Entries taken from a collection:
- Opening Delimiter -

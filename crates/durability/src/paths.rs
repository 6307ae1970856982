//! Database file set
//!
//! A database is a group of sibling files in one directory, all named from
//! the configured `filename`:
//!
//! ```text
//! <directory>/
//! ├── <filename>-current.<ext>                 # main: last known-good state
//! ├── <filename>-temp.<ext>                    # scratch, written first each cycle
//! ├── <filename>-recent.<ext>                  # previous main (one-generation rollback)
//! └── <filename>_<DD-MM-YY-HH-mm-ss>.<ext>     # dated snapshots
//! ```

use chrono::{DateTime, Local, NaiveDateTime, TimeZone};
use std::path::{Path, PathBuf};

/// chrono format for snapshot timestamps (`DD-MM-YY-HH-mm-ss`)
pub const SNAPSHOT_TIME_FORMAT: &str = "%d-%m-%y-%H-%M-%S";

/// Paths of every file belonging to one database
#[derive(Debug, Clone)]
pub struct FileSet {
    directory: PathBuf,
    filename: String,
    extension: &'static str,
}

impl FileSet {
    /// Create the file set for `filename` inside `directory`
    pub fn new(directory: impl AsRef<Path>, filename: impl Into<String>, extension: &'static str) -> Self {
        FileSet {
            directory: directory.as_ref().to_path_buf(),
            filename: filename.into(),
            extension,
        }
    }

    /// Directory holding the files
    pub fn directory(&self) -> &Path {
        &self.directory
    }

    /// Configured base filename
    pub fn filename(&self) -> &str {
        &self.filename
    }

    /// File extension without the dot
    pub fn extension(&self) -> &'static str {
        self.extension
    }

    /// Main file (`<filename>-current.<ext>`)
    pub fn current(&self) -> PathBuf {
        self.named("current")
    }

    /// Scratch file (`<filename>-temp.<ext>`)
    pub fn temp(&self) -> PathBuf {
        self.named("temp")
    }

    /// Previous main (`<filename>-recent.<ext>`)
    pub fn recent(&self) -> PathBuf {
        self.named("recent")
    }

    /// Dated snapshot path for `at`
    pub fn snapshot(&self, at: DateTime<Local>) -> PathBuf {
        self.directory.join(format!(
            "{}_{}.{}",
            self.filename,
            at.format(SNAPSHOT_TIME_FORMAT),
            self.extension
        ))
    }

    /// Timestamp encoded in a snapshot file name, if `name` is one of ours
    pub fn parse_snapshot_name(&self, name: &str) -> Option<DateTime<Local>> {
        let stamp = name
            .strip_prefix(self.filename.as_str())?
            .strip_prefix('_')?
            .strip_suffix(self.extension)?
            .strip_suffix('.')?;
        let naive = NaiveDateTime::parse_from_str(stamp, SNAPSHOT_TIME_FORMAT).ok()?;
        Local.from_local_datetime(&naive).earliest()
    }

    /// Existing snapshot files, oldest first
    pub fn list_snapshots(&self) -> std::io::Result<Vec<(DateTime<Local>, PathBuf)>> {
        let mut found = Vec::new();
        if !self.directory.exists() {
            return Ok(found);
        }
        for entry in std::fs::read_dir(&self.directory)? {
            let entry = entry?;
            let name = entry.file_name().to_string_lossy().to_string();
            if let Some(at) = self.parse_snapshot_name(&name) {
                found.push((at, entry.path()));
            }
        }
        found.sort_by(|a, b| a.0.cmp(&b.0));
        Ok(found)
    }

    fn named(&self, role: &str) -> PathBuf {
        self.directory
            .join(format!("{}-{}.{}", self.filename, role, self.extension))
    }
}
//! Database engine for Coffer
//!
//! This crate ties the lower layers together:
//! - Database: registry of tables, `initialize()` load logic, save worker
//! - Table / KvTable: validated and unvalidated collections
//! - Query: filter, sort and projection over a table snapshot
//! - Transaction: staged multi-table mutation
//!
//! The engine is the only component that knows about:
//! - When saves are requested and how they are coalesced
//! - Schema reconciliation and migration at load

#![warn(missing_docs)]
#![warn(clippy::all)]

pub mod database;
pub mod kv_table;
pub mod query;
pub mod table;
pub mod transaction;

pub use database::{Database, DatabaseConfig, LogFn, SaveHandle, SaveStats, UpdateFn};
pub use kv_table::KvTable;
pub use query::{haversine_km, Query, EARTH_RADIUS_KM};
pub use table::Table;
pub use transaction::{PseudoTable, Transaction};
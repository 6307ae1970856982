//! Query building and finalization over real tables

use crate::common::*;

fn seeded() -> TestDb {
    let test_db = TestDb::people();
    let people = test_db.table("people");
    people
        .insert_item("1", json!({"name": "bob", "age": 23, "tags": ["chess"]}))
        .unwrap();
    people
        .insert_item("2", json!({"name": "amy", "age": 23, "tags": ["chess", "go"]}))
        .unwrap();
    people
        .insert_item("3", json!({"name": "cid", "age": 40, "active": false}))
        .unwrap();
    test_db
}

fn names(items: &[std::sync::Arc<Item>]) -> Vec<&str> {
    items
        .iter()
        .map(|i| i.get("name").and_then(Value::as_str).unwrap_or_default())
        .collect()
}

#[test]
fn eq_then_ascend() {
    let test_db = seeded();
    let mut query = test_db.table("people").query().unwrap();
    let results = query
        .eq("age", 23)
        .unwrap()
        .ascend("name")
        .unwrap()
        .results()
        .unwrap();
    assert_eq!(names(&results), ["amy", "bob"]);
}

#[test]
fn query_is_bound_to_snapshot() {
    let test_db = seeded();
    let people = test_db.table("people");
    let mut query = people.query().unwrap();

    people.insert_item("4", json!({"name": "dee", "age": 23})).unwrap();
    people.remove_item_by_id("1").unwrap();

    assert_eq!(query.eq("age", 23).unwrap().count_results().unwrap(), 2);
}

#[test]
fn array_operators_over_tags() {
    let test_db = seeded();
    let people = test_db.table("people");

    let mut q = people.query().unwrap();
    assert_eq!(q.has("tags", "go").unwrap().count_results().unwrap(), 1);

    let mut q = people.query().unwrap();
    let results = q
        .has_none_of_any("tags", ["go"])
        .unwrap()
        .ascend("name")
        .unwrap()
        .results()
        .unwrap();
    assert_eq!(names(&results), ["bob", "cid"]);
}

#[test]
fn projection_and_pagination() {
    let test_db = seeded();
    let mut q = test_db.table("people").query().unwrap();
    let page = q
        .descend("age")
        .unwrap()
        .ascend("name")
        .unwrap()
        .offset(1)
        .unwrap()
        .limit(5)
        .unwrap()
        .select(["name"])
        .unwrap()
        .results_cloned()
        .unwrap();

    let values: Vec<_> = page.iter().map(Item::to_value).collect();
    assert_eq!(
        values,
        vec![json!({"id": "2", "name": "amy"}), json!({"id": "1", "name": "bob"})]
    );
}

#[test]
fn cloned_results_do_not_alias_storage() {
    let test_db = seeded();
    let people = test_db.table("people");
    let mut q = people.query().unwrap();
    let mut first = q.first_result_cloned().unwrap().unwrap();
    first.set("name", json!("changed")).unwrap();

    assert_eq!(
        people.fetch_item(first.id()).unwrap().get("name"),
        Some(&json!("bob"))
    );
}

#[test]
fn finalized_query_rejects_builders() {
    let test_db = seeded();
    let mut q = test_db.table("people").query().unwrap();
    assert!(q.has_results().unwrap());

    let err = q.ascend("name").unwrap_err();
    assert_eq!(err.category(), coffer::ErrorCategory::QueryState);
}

- Closing Delimiter -

PROBLEM REQUIREMENTS: Line count for the string "join": state how many lines in the data contain it, and output nothing else.

WRITTEN SOLUTION: 2